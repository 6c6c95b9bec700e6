// SPDX-License-Identifier: Apache-2.0
// Copyright Open Network Fabric Authors

//! NAT stage of the server chain: marks the producer-facing interface as NAT inside.

use crate::interfaces::InterfacePair;
use crate::tracker::ConfiguredConnections;
use crate::{NatError, ifindex};
use async_trait::async_trait;
use chain::metadata::Side;
use chain::{
    ChainError, Connection, Context, NetworkService, NetworkServiceRequest, Next,
    close_on_failure,
};
use config::NatConfig;
use dplane::NatConfigurator;
use std::sync::Arc;
#[allow(unused)]
use tracing::{debug, error, info, warn};

/// Name under which [`NatServer`] reports its failures
pub const NAT_SERVER_STAGE: &str = "nat-server";

pub struct NatServer {
    config: Arc<NatConfig>,
    nat: NatConfigurator,
    configured: ConfiguredConnections,
}

impl NatServer {
    #[must_use]
    pub fn new(config: Arc<NatConfig>, nat: NatConfigurator) -> Self {
        Self {
            config,
            nat,
            configured: ConfiguredConnections::new(),
        }
    }

    /// The connections configured by this stage
    #[must_use]
    pub fn configured(&self) -> &ConfiguredConnections {
        &self.configured
    }

    async fn configure(&self, ctx: &Context, conn: &Connection) -> Result<(), NatError> {
        let server = ifindex::load(ctx, Side::Server)
            .ok_or(NatError::HandleUnavailable(Side::Server))?;
        match ifindex::load(ctx, Side::Client) {
            Some(client) => {
                let pair = InterfacePair::new(server, client);
                pair.validate()?;
                debug!("Connection {}: {pair}", conn.id);
            }
            None if !server.is_valid() => return Err(NatError::ZeroHandle(Side::Server)),
            None => debug!("Connection {}: no client side interface yet", conn.id),
        }

        self.nat.mark_inside(server).await?;

        for (n, rule) in self.config.snat_rules.iter().enumerate() {
            info!("SNAT rule {}: {} -> {}", n + 1, rule.src_net, self.config.nat_ip);
        }
        Ok(())
    }
}

#[async_trait]
impl NetworkService for NatServer {
    async fn request(
        &self,
        ctx: &Context,
        request: NetworkServiceRequest,
        next: Next<'_>,
    ) -> Result<Connection, ChainError> {
        let postponed = ctx.postpone();
        let conn = next.request(ctx, request).await?;

        if self.configured.contains(&conn.id) {
            debug!("NAT already configured for connection {}", conn.id);
            return Ok(conn);
        }

        if let Err(e) = self.configure(ctx, &conn).await {
            error!("Failed to configure NAT for connection {}: {e}", conn.id);
            let e = e.in_stage(NAT_SERVER_STAGE);
            return Err(close_on_failure(&postponed, &conn, next, e).await);
        }

        self.configured.mark(&conn.id);
        info!("NAT configured for connection {} (server side)", conn.id);
        Ok(conn)
    }

    async fn close(
        &self,
        ctx: &Context,
        connection: &Connection,
        next: Next<'_>,
    ) -> Result<(), ChainError> {
        if self.configured.remove(&connection.id) {
            debug!("Forgetting NAT configuration of connection {} (server side)", connection.id);
        }
        next.close(ctx, connection).await
    }
}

- - - - -

YOUR ASSIGNMENT: The lines to return run from the one containing "impl NetworkService for" through the last line of the records above. Give them exactly and include nothing more.

EXERCISE OUTPUT:
impl NetworkService for NatServer {
    async fn request(
        &self,
        ctx: &Context,
        request: NetworkServiceRequest,
        next: Next<'_>,
    ) -> Result<Connection, ChainError> {
        let postponed = ctx.postpone();
        let conn = next.request(ctx, request).await?;

        if self.configured.contains(&conn.id) {
            debug!("NAT already configured for connection {}", conn.id);
            return Ok(conn);
        }

        if let Err(e) = self.configure(ctx, &conn).await {
            error!("Failed to configure NAT for connection {}: {e}", conn.id);
            let e = e.in_stage(NAT_SERVER_STAGE);
            return Err(close_on_failure(&postponed, &conn, next, e).await);
        }

        self.configured.mark(&conn.id);
        info!("NAT configured for connection {} (server side)", conn.id);
        Ok(conn)
    }

    async fn close(
        &self,
        ctx: &Context,
        connection: &Connection,
        next: Next<'_>,
    ) -> Result<(), ChainError> {
        if self.configured.remove(&connection.id) {
            debug!("Forgetting NAT configuration of connection {} (server side)", connection.id);
        }
        next.close(ctx, connection).await
    }
}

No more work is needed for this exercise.